**ASSIGNED TASK**
Only lines with the word "length" are needed; collect each of them from the listing below.

■ ■ ■

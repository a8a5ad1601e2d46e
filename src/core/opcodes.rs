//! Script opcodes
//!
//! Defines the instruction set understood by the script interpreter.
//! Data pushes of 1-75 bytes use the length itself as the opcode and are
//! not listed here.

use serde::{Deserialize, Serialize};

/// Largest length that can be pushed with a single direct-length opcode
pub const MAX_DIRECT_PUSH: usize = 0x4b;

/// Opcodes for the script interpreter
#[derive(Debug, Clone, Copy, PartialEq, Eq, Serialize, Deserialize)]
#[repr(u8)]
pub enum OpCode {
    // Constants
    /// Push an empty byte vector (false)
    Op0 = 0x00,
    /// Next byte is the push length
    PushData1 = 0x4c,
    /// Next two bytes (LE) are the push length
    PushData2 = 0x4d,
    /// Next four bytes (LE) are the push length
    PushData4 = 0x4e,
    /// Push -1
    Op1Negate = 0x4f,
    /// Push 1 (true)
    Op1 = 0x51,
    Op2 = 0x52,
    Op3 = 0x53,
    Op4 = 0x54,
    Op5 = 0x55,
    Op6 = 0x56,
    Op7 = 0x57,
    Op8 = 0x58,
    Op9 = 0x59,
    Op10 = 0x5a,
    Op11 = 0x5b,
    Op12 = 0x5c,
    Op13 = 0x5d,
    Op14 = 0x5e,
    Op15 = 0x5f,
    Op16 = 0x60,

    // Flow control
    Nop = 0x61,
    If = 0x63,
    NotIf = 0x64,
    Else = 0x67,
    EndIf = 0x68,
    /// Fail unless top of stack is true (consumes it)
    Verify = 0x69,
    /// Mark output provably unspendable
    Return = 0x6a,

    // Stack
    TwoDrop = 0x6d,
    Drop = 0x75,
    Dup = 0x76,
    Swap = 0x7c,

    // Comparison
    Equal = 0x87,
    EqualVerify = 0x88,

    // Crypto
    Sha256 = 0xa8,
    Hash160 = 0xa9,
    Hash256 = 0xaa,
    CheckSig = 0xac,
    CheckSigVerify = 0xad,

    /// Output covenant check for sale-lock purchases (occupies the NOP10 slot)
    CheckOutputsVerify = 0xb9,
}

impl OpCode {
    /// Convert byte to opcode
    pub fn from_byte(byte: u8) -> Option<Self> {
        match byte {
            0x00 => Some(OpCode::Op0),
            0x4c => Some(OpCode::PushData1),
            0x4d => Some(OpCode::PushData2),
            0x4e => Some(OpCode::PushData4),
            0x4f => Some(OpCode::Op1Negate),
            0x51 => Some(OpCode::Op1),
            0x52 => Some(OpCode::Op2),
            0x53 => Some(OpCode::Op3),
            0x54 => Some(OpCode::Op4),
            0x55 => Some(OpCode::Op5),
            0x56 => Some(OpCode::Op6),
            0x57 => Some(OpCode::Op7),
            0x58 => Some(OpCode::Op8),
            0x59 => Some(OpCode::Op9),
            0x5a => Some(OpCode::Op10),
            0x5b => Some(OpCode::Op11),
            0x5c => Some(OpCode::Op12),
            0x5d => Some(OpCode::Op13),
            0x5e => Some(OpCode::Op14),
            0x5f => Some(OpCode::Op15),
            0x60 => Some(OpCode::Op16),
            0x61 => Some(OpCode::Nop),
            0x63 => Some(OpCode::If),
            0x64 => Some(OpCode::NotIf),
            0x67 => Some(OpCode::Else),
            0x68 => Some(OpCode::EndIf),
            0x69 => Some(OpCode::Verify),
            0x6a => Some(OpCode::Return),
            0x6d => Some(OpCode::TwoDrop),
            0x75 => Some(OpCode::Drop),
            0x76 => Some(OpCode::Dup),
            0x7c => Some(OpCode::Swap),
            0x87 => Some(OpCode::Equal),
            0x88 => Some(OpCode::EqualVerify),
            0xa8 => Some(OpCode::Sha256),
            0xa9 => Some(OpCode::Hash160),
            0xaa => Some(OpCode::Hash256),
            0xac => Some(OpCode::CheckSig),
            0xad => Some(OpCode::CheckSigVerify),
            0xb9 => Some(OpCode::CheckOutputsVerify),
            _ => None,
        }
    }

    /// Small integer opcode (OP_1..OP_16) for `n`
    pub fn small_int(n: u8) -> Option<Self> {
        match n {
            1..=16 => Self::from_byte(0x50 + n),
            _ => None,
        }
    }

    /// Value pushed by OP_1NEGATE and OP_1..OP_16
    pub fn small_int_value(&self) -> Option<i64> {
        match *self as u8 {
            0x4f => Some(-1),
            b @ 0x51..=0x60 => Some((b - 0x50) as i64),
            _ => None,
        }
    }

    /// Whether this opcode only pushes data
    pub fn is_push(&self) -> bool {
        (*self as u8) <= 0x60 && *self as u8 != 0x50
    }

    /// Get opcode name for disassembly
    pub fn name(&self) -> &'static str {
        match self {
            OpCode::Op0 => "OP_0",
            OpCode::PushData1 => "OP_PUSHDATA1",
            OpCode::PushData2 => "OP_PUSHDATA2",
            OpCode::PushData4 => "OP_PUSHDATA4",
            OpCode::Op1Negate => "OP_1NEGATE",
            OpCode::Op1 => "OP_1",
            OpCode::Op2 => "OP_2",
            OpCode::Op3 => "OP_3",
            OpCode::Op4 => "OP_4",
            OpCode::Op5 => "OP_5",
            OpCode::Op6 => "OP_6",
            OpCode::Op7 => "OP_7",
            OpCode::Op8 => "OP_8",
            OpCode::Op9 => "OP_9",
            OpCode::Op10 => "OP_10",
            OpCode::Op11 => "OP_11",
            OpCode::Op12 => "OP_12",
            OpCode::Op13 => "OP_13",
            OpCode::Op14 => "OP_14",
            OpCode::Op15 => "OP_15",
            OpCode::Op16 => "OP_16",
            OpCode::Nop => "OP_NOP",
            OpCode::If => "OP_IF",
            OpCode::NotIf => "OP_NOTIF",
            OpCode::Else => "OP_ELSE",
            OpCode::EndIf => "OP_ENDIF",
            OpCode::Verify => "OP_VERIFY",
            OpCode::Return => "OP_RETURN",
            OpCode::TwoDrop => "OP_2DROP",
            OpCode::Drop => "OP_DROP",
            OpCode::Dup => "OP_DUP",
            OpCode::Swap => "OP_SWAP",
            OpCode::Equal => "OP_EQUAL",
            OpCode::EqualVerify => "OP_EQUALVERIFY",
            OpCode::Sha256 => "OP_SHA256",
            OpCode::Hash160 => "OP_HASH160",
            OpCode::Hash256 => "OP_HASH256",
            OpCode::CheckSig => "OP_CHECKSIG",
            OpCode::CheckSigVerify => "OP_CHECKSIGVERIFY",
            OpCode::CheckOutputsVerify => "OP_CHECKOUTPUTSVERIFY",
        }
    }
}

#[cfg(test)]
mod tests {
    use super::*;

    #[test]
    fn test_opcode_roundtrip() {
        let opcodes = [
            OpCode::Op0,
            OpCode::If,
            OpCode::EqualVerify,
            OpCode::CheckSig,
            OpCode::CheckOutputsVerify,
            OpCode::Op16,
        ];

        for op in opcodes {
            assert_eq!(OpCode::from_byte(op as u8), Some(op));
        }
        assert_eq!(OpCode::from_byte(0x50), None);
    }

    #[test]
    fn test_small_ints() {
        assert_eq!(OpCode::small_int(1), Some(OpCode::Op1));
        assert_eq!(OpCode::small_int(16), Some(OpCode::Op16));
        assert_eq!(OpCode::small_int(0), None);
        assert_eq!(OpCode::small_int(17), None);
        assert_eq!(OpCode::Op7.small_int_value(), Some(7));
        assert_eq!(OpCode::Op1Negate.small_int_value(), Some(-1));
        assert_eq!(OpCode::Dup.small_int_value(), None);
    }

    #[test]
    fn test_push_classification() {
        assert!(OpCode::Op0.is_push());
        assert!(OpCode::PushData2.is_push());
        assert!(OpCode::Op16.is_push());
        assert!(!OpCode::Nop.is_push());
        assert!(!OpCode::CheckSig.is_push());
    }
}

■ ■ ■

**ANSWER TO THE PROBLEM**
//! Data pushes of 1-75 bytes use the length itself as the opcode and are
/// Largest length that can be pushed with a single direct-length opcode
    /// Next byte is the push length
    /// Next two bytes (LE) are the push length
    /// Next four bytes (LE) are the push length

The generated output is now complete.